Limit the amount of object storage data cached on local SSD.
Cloud object storage such as AWS S3 is slow relative to local storage such as SSD. The performance of kdb+ when working with S3 can be improved by caching S3 data. Each query to S3 has a financial cost; caching the resulting data can help to reduce it.
Multiple kdb+ instances using the same HDB (historical database) should share a cache area, the base of which is to be specified in environment variable
Kdb+ writes temporary files under this directory and will require write permission to do so
Kxreaper continously monitors file access within this directory, and maintains a limit on the space used, by deleting files according to a LRU (least recently used) algorithm. Any file moved into this directory becomes a candidate for deletion as this is a scratch area for exclusive use by kdb+.
Files written by kdb+ in this area initially have the form
filename$ and are automatically moved by kdb+ to their final filename on completion of writing. Kxreaper is notified by the OS of this addition and, if the space used then exceeds the configured limit, deletes least-recently-used files to bring the space used within the limit again.
Kxreaper may be started as a daemon. It takes two arguments:
- the cache root path
- an integer representing the size to limit the cache to in MB
Here it is started as a daemon with both STDOUT and STDERR redirected to the system log
kxreaper $KX_S3_CACHE_PATH 5000 2>&1 | logger &
and the log may be viewed via
sudo tail /var/log/syslog
On startup, Kxreaper scan the directory and if the sum of the file sizes exceeds the configured limit, deletes the oldest files until within the limit again.

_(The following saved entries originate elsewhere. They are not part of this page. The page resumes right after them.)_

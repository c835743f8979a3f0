//! Errors
//!
//! Error type shared by the dataset loader, the tree builder and the game.
use thiserror::Error;

/// Errors that can occur while loading data or playing the game.
#[derive(Debug, Error)]
pub enum GuessError {
    /// The dataset has no rows.
    #[error("The dataset is empty.")]
    EmptyDataset,
    /// Rows need at least one feature followed by the label.
    #[error("Rows need at least one feature and a label, but {0} value(s) were found.")]
    TooFewColumns(usize),
    /// A row has a different length than the first one.
    #[error("Row {row} has {found} values, expected {expected}.")]
    RaggedRow {
        row: usize,
        expected: usize,
        found: usize,
    },
    /// Number of feature names differs from the number of feature columns.
    #[error("Got {names} feature names for {features} feature columns.")]
    FeatureNamesMismatch { names: usize, features: usize },
    /// Requested column is not present in the header.
    #[error("Column {0} was not found in the header.")]
    UnknownColumn(String),
    /// Columns can only be selected by name when the file has a header.
    #[error("Selecting columns by name requires a header row.")]
    NoHeaders,
    /// Answer token is empty or collides with another token.
    #[error("Invalid answer token {0:?}.")]
    InvalidToken(String),
    /// An answer was given after the session reached an outcome.
    #[error("The play session has already finished.")]
    SessionFinished,
    /// Input ended in the middle of a round.
    #[error("Input was closed before the game finished.")]
    InputClosed,
    /// Unable to read or parse the CSV source.
    #[error("Unable to read dataset: {0}")]
    Csv(#[from] csv::Error),
    /// Console or file I/O failure.
    #[error("I/O error: {0}")]
    Io(#[from] std::io::Error),
}
use crate::data::dataset::{FeatureValue, Row};
use std::fmt::{self, Display, Formatter};

/// How a [`Question`] compares a row's value with its own.
#[derive(Clone, Copy, Debug, PartialEq, Eq)]
pub enum Comparison {
    /// `row[feature] == value`, used for categorical values.
    Equal,
    /// `row[feature] >= value`, used for numeric values.
    AtLeast,
}

impl Display for Comparison {
    fn fmt(&self, f: &mut Formatter<'_>) -> fmt::Result {
        match self {
            Comparison::Equal => write!(f, "=="),
            Comparison::AtLeast => write!(f, ">="),
        }
    }
}

/// Binary test on one feature column.
///
/// The comparison is fixed when the question is created, from the kind of `value`.
#[derive(Clone, Debug, PartialEq)]
pub struct Question {
    feature_index: usize,
    value: FeatureValue,
    comparison: Comparison,
}

impl Question {
    pub fn new(feature_index: usize, value: FeatureValue) -> Self {
        let comparison = if value.is_numeric() {
            Comparison::AtLeast
        } else {
            Comparison::Equal
        };
        Self {
            feature_index,
            value,
            comparison,
        }
    }

    pub fn feature_index(&self) -> usize {
        self.feature_index
    }

    pub fn value(&self) -> &FeatureValue {
        &self.value
    }

    pub fn comparison(&self) -> Comparison {
        self.comparison
    }

    pub fn matches(&self, row: &Row) -> bool {
        let Some(example) = row.feature(self.feature_index) else {
            return false;
        };
        match self.comparison {
            Comparison::Equal => example == &self.value,
            Comparison::AtLeast => example >= &self.value,
        }
    }

    /// Renders the question using the given feature names, falling back to `column N`.
    pub fn describe(&self, feature_names: &[String]) -> String {
        match feature_names.get(self.feature_index) {
            Some(name) => format!("Is {} {} {}?", name, self.comparison, self.value),
            None => self.to_string(),
        }
    }
}

impl Display for Question {
    fn fmt(&self, f: &mut Formatter<'_>) -> fmt::Result {
        write!(
            f,
            "Is column {} {} {}?",
            self.feature_index, self.comparison, self.value
        )
    }
}
//! Guessing session
//!
//! A [`PlaySession`] walks a built tree one prompt at a time. The caller reads the pending
//! [`Prompt`] with [`PlaySession::prompt`] and feeds the player's [`Answer`] back through
//! [`PlaySession::answer`], so console and scripted drivers share the same state machine.
//!
//! Answering "don't know" at a question descends into the branch with fewer leaves and defers
//! the other one. When a guess is rejected the most recently deferred branch is tried next.
use crate::data::dataset::FeatureValue;
use crate::errors::GuessError;
use crate::trees::node::Node;
use crate::trees::question::Question;
use log::debug;

#[derive(Clone, Copy, Debug, PartialEq, Eq)]
pub enum Answer {
    Yes,
    No,
    Unknown,
}

/// What the session is waiting for.
#[derive(Debug, PartialEq)]
pub enum Prompt<'t> {
    /// Answer the question of a decision node.
    Question(&'t Question),
    /// Confirm or reject the predicted label of a leaf.
    Guess(&'t FeatureValue),
}

#[derive(Clone, Debug, PartialEq)]
pub enum Outcome {
    /// The player confirmed this label.
    Guessed(FeatureValue),
    /// A guess was rejected and no deferred branch was left.
    Exhausted,
}

#[derive(Debug, PartialEq)]
pub enum Step<'t> {
    Pending(Prompt<'t>),
    Finished(Outcome),
}

pub struct PlaySession<'t> {
    node: &'t Node,
    backtrack: Vec<&'t Node>,
    outcome: Option<Outcome>,
}

impl<'t> PlaySession<'t> {
    pub fn new(root: &'t Node) -> Self {
        Self {
            node: root,
            backtrack: Vec::new(),
            outcome: None,
        }
    }

    pub fn prompt(&self) -> Step<'t> {
        if let Some(outcome) = &self.outcome {
            return Step::Finished(outcome.clone());
        }
        let node: &'t Node = self.node;
        match node {
            Node::Leaf(leaf) => Step::Pending(Prompt::Guess(leaf.prediction())),
            Node::Decision(decision) => Step::Pending(Prompt::Question(&decision.question)),
        }
    }

    /// Applies the player's answer to the pending prompt and returns the next step.
    ///
    /// At a guess, anything but [`Answer::Yes`] rejects it.
    ///
    /// # Errors
    ///
    /// Returns [`GuessError::SessionFinished`] if the session already has an outcome.
    pub fn answer(&mut self, answer: Answer) -> Result<Step<'t>, GuessError> {
        if self.outcome.is_some() {
            return Err(GuessError::SessionFinished);
        }
        let node: &'t Node = self.node;
        match node {
            Node::Leaf(leaf) => match answer {
                Answer::Yes => {
                    self.outcome = Some(Outcome::Guessed(leaf.prediction().clone()));
                }
                Answer::No | Answer::Unknown => match self.backtrack.pop() {
                    Some(deferred) => {
                        debug!(
                            "Guess {} rejected, backtracking ({} deferred left)",
                            leaf.prediction(),
                            self.backtrack.len()
                        );
                        self.node = deferred;
                    }
                    None => self.outcome = Some(Outcome::Exhausted),
                },
            },
            Node::Decision(decision) => match answer {
                Answer::Yes => self.node = decision.true_branch.as_ref(),
                Answer::No => self.node = decision.false_branch.as_ref(),
                Answer::Unknown => {
                    let true_count = decision.true_branch.leaf_count();
                    let false_count = decision.false_branch.leaf_count();
                    let (explore, defer) = if false_count < true_count {
                        (decision.false_branch.as_ref(), decision.true_branch.as_ref())
                    } else {
                        (decision.true_branch.as_ref(), decision.false_branch.as_ref())
                    };
                    debug!(
                        "Unknown answer to {}: {} leaves if true, {} if false",
                        decision.question, true_count, false_count
                    );
                    self.backtrack.push(defer);
                    self.node = explore;
                }
            },
        }
        Ok(self.prompt())
    }

    /// Number of branches waiting to be tried.
    pub fn deferred(&self) -> usize {
        self.backtrack.len()
    }

    pub fn is_finished(&self) -> bool {
        self.outcome.is_some()
    }

    pub fn outcome(&self) -> Option<&Outcome> {
        self.outcome.as_ref()
    }
}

In case Kxreaper gets out of sync with the filesystem, for example due to manual deletions of cache files, a rescan can be triggered manually by sending the Kxreaper process a SIGHUP. Should Kxreaper become too slow to process disk notifications, it will rescan automatically.
If you observe the error
inotify_init: Too many open files
check the values in
/proc/sys/fs/inotify/max_queued_events /proc/sys/fs/inotify/max_user_instances /proc/sys/fs/inotify/max_user_watches
and if necessary update them to larger values to accommodate the number of files that might need to be cached. e.g.
echo 8192 >> /proc/sys/fs/inotify/max_user_instances echo 8192 >> /proc/sys/fs/inotify/max_user_watches
If the environment variable
KX_CACHE_REAPER_TRACE is set, Kxreaper prints tracing info when processing events.
To simply test the reaping of files
- start the Kxreaper process
- use the
test/populateCache.shscript to generate a sequence of files
For a more complex test, rather than use
populateCache.sh, run a set of kdb+ processes that query S3-based data.